Secondly, the implementation of builtin functions. This is a tricky
issue, mainly because we must support a wide variety of targets,
some of which have space restrictions and cannot support a large
runtime library contained in each executable, and we must support
inlining for efficiency and because many targets (especially GPUs)
require it. Initially I thought that the solution to this would be
to provide "static inline" function definitions in the header files.
Unfortunately I have since realised that the situation is more
complicated than that. Some builtin implementations must be written
in pure LLVM IR, because Clang currently lacks support for emitting
the necessary instructions. Some builtins use data, such as cosine
tables, which we should not duplicate in every translation unit.
As a consequence of this, the implementations of the builtins cannot
live in the header file.
Instead, the solution shall be to provide a .bc file providing all
of the builtin function implementations (similar to how you suggest
above). Clang's frontend will be modified to include support for
lazily linking bitcode modules (so that only used functions will be
loaded from the .bc and linked) before performing optimisations.

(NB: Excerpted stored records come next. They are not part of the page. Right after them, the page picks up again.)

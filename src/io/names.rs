//! Recovering patch names.
//!
//! Names are salvage data. Recovery never fails: whatever cannot be found is
//! replaced with a placeholder so positions stay correct.

use std::collections::HashMap;

use lazy_static::lazy_static;
use log::{debug, trace};
use regex::Regex;

use crate::anomaly::{Anomaly, DecodeReport};
use crate::io::source::Source;
use crate::patch::PatchRecord;
use crate::slot::SlotCode;
use crate::text::{clean_name, decode_lossy, decode_single_byte, truncate_chars};
use crate::PATCH_COUNT;

/// Bytes searched for the terminator of a container name.
pub const NAME_WINDOW: usize = 32;

/// Width of a container name with no terminator.
pub const FIXED_NAME_LENGTH: usize = 16;

/// Longest name taken from a listing. Longer matches have usually run into
/// the next name.
pub const LISTING_NAME_LENGTH_MAX: usize = 30;

lazy_static! {
    static ref BRACKETED: Regex = Regex::new(r"\[(.*?)\]").unwrap();
    static ref SLOT_NAME: Regex = Regex::new(r"([AB][1-8][1-8])\s+([ -~]+)").unwrap();
}

/// Take a name from the start of a container entry.
///
/// The name ends at a zero byte within the window. Without one the name is a
/// fixed width field. Returns the name and the number of bytes it used.
pub fn container_name(window: &[u8]) -> (String, usize) {
    let window = &window[..window.len().min(NAME_WINDOW)];
    match window.iter().position(|byte| *byte == 0) {
        Some(end) => (decode_lossy(&window[..end]), end + 1),
        None => {
            let length = window.len().min(FIXED_NAME_LENGTH);
            trace!("No name terminator, using {length} bytes");
            let name = decode_lossy(&window[..length]);
            (name.trim_end().to_owned(), length)
        }
    }
}

/// All bracketed hex runs of a listing joined into one blob.
pub fn listing_bytes(source: &Source, report: &mut DecodeReport) -> Vec<u8> {
    let mut bytes = Vec::new();
    for (line_number, line) in source.lines() {
        let Some(captures) = BRACKETED.captures(&line) else {
            continue;
        };
        // Digits are paired after removing all whitespace, so a stray single
        // digit shifts the rest of the line by one nibble.
        let digits: Vec<char> = captures[1].chars().filter(|c| !c.is_whitespace()).collect();
        for pair in digits.chunks(2) {
            let token: String = pair.iter().collect();
            match parse_hex_token(&token) {
                Some(byte) => bytes.push(byte),
                None => report.push(Anomaly::InvalidTokenSkip {
                    line: line_number,
                    token,
                }),
            }
        }
    }
    debug!("Listing holds {} bytes", bytes.len());
    bytes
}

/// Find `<slot> <name>` runs anywhere in the text. When a slot matches more
/// than once the first match is used.
pub fn find_names(text: &str) -> HashMap<SlotCode, String> {
    let mut names = HashMap::new();
    for captures in SLOT_NAME.captures_iter(text) {
        let Ok(slot) = captures[1].parse::<SlotCode>() else {
            continue;
        };
        let full_name = format!("{} {}", &captures[1], &captures[2]);
        let name = truncate_chars(full_name.trim(), LISTING_NAME_LENGTH_MAX).to_owned();
        if let Some(first) = names.get(&slot) {
            debug!("Ignoring {name:?}, already have {first:?}");
        } else {
            names.insert(slot, name);
        }
    }
    names
}

/// One name per slot in dump order. Slots without a name get a placeholder.
pub fn reconcile(found: &HashMap<SlotCode, String>, report: &mut DecodeReport) -> Vec<String> {
    SlotCode::all()
        .map(|slot| match found.get(&slot) {
            Some(name) => name.clone(),
            None => {
                report.push(Anomaly::NameRecoveryMiss { slot });
                slot.placeholder_name()
            }
        })
        .collect()
}

/// Recover all 128 names from an annotated listing.
pub fn recover_listing_names(source: &Source, report: &mut DecodeReport) -> Vec<String> {
    let bytes = listing_bytes(source, report);
    let found = find_names(&decode_single_byte(&bytes));
    debug!("Found {} of {PATCH_COUNT} names", found.len());
    reconcile(&found, report)
}

/// Give records the names of the same slot.
pub fn apply_names(records: &mut [PatchRecord], names: &[String]) {
    for (record, name) in records.iter_mut().zip(names) {
        record.name = clean_name(name);
    }
}

/// A two character hexadecimal byte.
pub(crate) fn parse_hex_token(token: &str) -> Option<u8> {
    if token.len() == 2 && token.chars().all(|c| c.is_ascii_hexdigit()) {
        u8::from_str_radix(token, 16).ok()
    } else {
        None
    }
}

#[cfg(test)]
mod test {
    use super::*;

    fn hex(text: &str) -> String {
        text.bytes()
            .map(|byte| format!("{byte:02x}"))
            .collect::<Vec<_>>()
            .join(" ")
    }

    #[test]
    fn terminated_container_name() {
        assert_eq!(container_name(b"A11\x00\x01\x02"), ("A11".to_owned(), 4));
        assert_eq!(container_name(b"\x00rest"), (String::new(), 1));
    }

    #[test]
    fn fixed_container_name() {
        let window = b"A11 Brass 1     XXXXXXXXXXXXXXXXXXXXXXXX";
        assert_eq!(
            container_name(window),
            ("A11 Brass 1".to_owned(), FIXED_NAME_LENGTH)
        );
    }

    #[test]
    fn terminator_outside_window() {
        let mut window = vec![b'x'; NAME_WINDOW];
        window.push(0);
        let (name, used) = container_name(&window);
        assert_eq!(used, FIXED_NAME_LENGTH);
        assert_eq!(name.len(), FIXED_NAME_LENGTH);
    }

    #[test]
    fn names_in_text() {
        let names = find_names("\x01\x02A11 Brass 1\x00\x00B88 Last\x00junk");
        assert_eq!(names.len(), 2);
        assert_eq!(names[&"A11".parse().unwrap()], "A11 Brass 1");
        assert_eq!(names[&"B88".parse().unwrap()], "B88 Last");
    }

    #[test]
    fn first_match_wins() {
        let names = find_names("A11 First\x00A11 Second\x00");
        assert_eq!(names[&"A11".parse().unwrap()], "A11 First");
    }

    #[test]
    fn long_match_truncated() {
        let names = find_names("A12 Strings and more strings and even more\x00");
        let name = &names[&"A12".parse().unwrap()];
        assert_eq!(name.len(), LISTING_NAME_LENGTH_MAX);
        assert!(name.starts_with("A12 Strings"));
    }

    #[test]
    fn reconcile_fills_placeholders() {
        let mut found = HashMap::new();
        found.insert("A12".parse().unwrap(), "A12 Strings".to_owned());
        let mut report = DecodeReport::default();
        let names = reconcile(&found, &mut report);
        assert_eq!(names.len(), PATCH_COUNT);
        assert_eq!(names[0], "A11 Unknown");
        assert_eq!(names[1], "A12 Strings");
        assert_eq!(names[127], "B88 Unknown");
        assert_eq!(report.name_miss_count(), PATCH_COUNT - 1);
    }

    #[test]
    fn listing() {
        let text = format!(
            "Library dump\n3: 3: [{}]\n4: Set 1 [{} zz]\nno brackets 41 31 31\n",
            hex("A11 Brass 1\0"),
            hex("B27 Organ\0")
        );
        let source = Source::new(text.into_bytes(), None);
        let mut report = DecodeReport::default();
        let names = recover_listing_names(&source, &mut report);
        assert_eq!(names.len(), PATCH_COUNT);
        assert_eq!(names[0], "A11 Brass 1");
        assert_eq!(names[64 + 8 + 6], "B27 Organ");
        assert_eq!(report.skipped_token_count(), 1);
        assert_eq!(report.name_miss_count(), PATCH_COUNT - 2);
    }

    #[test]
    fn listing_digits_paired_across_tokens() {
        let source = Source::new(b"1: [41 3 31 31]\n".to_vec(), None);
        let mut report = DecodeReport::default();
        assert_eq!(listing_bytes(&source, &mut report), vec![0x41, 0x33, 0x13]);
        assert_eq!(report.skipped_token_count(), 1);
    }

    #[test]
    fn apply() {
        let mut records = vec![PatchRecord::placeholder("x"), PatchRecord::placeholder("y")];
        apply_names(&mut records, &["A11 Brass ".to_owned()]);
        assert_eq!(records[0].name, "A11 Brass");
        assert_eq!(records[1].name, "y");
    }

    #[test]
    fn hex_token() {
        assert_eq!(parse_hex_token("7F"), Some(0x7f));
        assert_eq!(parse_hex_token("0a"), Some(0x0a));
        assert_eq!(parse_hex_token("+1"), None);
        assert_eq!(parse_hex_token("1"), None);
        assert_eq!(parse_hex_token("100"), None);
        assert_eq!(parse_hex_token("g0"), None);
    }
}
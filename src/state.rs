//! Normalized view of a patch.
//!
//! The parameter state is a single self-closing element with one attribute per
//! setting, for example:
//!
//! ```text
//! <Parameters lfoRate="0.15748031" ... hpfFreq="2" />
//! ```

use std::fmt::{Display, Formatter};

use strum::IntoEnumIterator;
use uom::si::f64::Ratio;
use uom::si::ratio::ratio;

use crate::patch::{Parameter, PatchRecord};
use crate::switches::{Chorus, Switches};
use crate::PARAMETER_COUNT;

const STATE_ELEMENT: &str = "Parameters";

/// Digits after the decimal point of normalized values.
const STATE_PRECISION: usize = 8;

#[derive(Clone, Debug, PartialEq)]
pub struct PatchState {
    /// Slider positions from zero to one, in [`Parameter`] order.
    pub values: [Ratio; PARAMETER_COUNT],
    pub switches: Switches,
}

impl PatchState {
    pub fn value(&self, parameter: Parameter) -> Ratio {
        self.values[parameter.index()]
    }

    /// Attribute names and values in the order they are written.
    pub fn attributes(&self) -> Vec<(&'static str, String)> {
        let flag = |on: bool| String::from(if on { "1" } else { "0" });
        let switches = &self.switches;

        let mut attributes: Vec<(&'static str, String)> = Parameter::iter()
            .map(|parameter| {
                let value = self.value(parameter).get::<ratio>();
                (parameter.key(), format!("{value:.STATE_PRECISION$}"))
            })
            .collect();
        attributes.extend([
            ("dcoRange", switches.range.id().to_string()),
            ("pulseOn", flag(switches.pulse)),
            ("sawOn", flag(switches.saw)),
            ("chorus1", flag(switches.chorus == Chorus::One)),
            ("chorus2", flag(switches.chorus == Chorus::Two)),
            ("pwmMode", flag(switches.pwm_mode)),
            ("vcaMode", flag(switches.vca_mode)),
            ("vcfPolarity", flag(switches.vcf_polarity)),
            ("hpfFreq", switches.hpf.step().to_string()),
        ]);
        attributes
    }
}

impl From<&PatchRecord> for PatchState {
    fn from(record: &PatchRecord) -> Self {
        let values = record.parameters.map(|value| {
            Ratio::new::<ratio>(value as f64 / PatchRecord::PARAMETER_MAX as f64)
        });
        Self {
            values,
            switches: record.switches(),
        }
    }
}

impl Display for PatchState {
    fn fmt(&self, f: &mut Formatter<'_>) -> std::fmt::Result {
        write!(f, "<{STATE_ELEMENT}")?;
        for (key, value) in self.attributes() {
            write!(f, " {key}=\"{value}\"")?;
        }
        f.write_str(" />")
    }
}

#[cfg(test)]
mod test {
    use approx::assert_relative_eq;

    use crate::switches::DcoRange;
    use crate::PATCH_DATA_LENGTH;

    use super::*;

    fn record(parameters: [u8; PARAMETER_COUNT], switch1: u8, switch2: u8) -> PatchRecord {
        let mut block = [0; PATCH_DATA_LENGTH];
        block[..PARAMETER_COUNT].copy_from_slice(&parameters);
        block[16] = switch1;
        block[17] = switch2;
        PatchRecord::from_block("A11", &block)
    }

    #[test]
    fn normalized_values() {
        let mut parameters = [0; PARAMETER_COUNT];
        parameters[Parameter::VcfFrequency.index()] = 127;
        parameters[Parameter::Resonance.index()] = 20;
        let state = PatchState::from(&record(parameters, 0, 0));
        assert_relative_eq!(state.value(Parameter::VcfFrequency).get::<ratio>(), 1.0);
        assert_relative_eq!(
            state.value(Parameter::Resonance).get::<ratio>(),
            20.0 / 127.0
        );
        assert_eq!(state.value(Parameter::LfoRate).get::<ratio>(), 0.0);
    }

    #[test]
    fn attribute_order() {
        let state = PatchState::from(&record([0; PARAMETER_COUNT], 0, 0));
        let keys: Vec<&str> = state.attributes().iter().map(|(key, _)| *key).collect();
        assert_eq!(keys.len(), PARAMETER_COUNT + 9);
        assert_eq!(keys[0], "lfoRate");
        assert_eq!(keys[15], "subOsc");
        assert_eq!(keys[16], "dcoRange");
        assert_eq!(keys[24], "hpfFreq");
    }

    #[test]
    fn switch_attributes() {
        let state = PatchState::from(&record([0; PARAMETER_COUNT], 0x32, 0x08));
        assert_eq!(state.switches.range, DcoRange::Feet8);
        let attributes = state.attributes();
        let get = |key: &str| {
            attributes
                .iter()
                .find(|(k, _)| *k == key)
                .map(|(_, v)| v.as_str())
                .unwrap()
        };
        assert_eq!(get("dcoRange"), "1");
        assert_eq!(get("pulseOn"), "0");
        assert_eq!(get("sawOn"), "1");
        assert_eq!(get("chorus1"), "0");
        assert_eq!(get("chorus2"), "0");
        assert_eq!(get("hpfFreq"), "2");
    }

    #[test]
    fn display() {
        let mut parameters = [0; PARAMETER_COUNT];
        parameters[0] = 127;
        let text = PatchState::from(&record(parameters, 0x40, 0x18)).to_string();
        assert!(text.starts_with("<Parameters lfoRate=\"1.00000000\" lfoDelay=\"0.00000000\""));
        assert!(text.contains(" dcoRange=\"2\""));
        assert!(text.contains(" chorus1=\"1\" chorus2=\"0\""));
        assert!(text.ends_with(" hpfFreq=\"0\" />"));
    }
}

Each global in the .bc providing the builtins (this includes the
builtins themselves, plus any data they use) will use linkonce_odr
linkage. This linkage provides the same semantics as C++ "inline" --
it permits inlining, and at most one copy of the global will appear
in the final executable.
You mentioned overloaded functions. This is already handled by Clang's
IR generator. Any function marked with __attribute__((overloadable))
will have its name mangled according to the Itanium C++ ABI name
Some targets, as part of their ABI, require a specific set of external
symbols to be present in every object file, and those symbols must
appear exactly once (an example being the _global_block_offset and
other symbols used by NVIDIA's OpenCL implementation). The solution
to this would be to provide those symbols in a separate .bc file.
That file would serve a similar role to glibc's crt0.o, and would be
linked into every final executable during the final link step.
How would clients use these artifacts? Another feature of libclc
will be that clients will not need to worry about any of this.
The Clang driver will be taught to pass the necessary flags to the
Clang frontend, and the intention is that a command line such as this:
$ clang -target ptx32--nvidiacl -o file.ptx file.cl
would just work -- the semantics of such a command line driver
invocation would be equivalent to the invocation of a program which
uses the OpenCL platform layer and runtime APIs to build an OpenCL C
program with the given flags (excluding -target, -o and input files)
using clCreateProgramWithSource and clBuildProgram, and then uses
clGetProgramInfo to dump the binaries. As a side effect of this, the
implementation of clBuildProgram would be very simple -- it would only
need to invoke the driver with a few command line options in addition
to the flags provided by the user as a parameter to clBuildProgram.
Clang provides an API for invoking its driver (see the
clang::createInvocationFromCommandLine function). There may also be
a small wrapper library for clBuildProgram implementations to use,
to simplify the entire process. This could be part of libclc or
perhaps a separate project.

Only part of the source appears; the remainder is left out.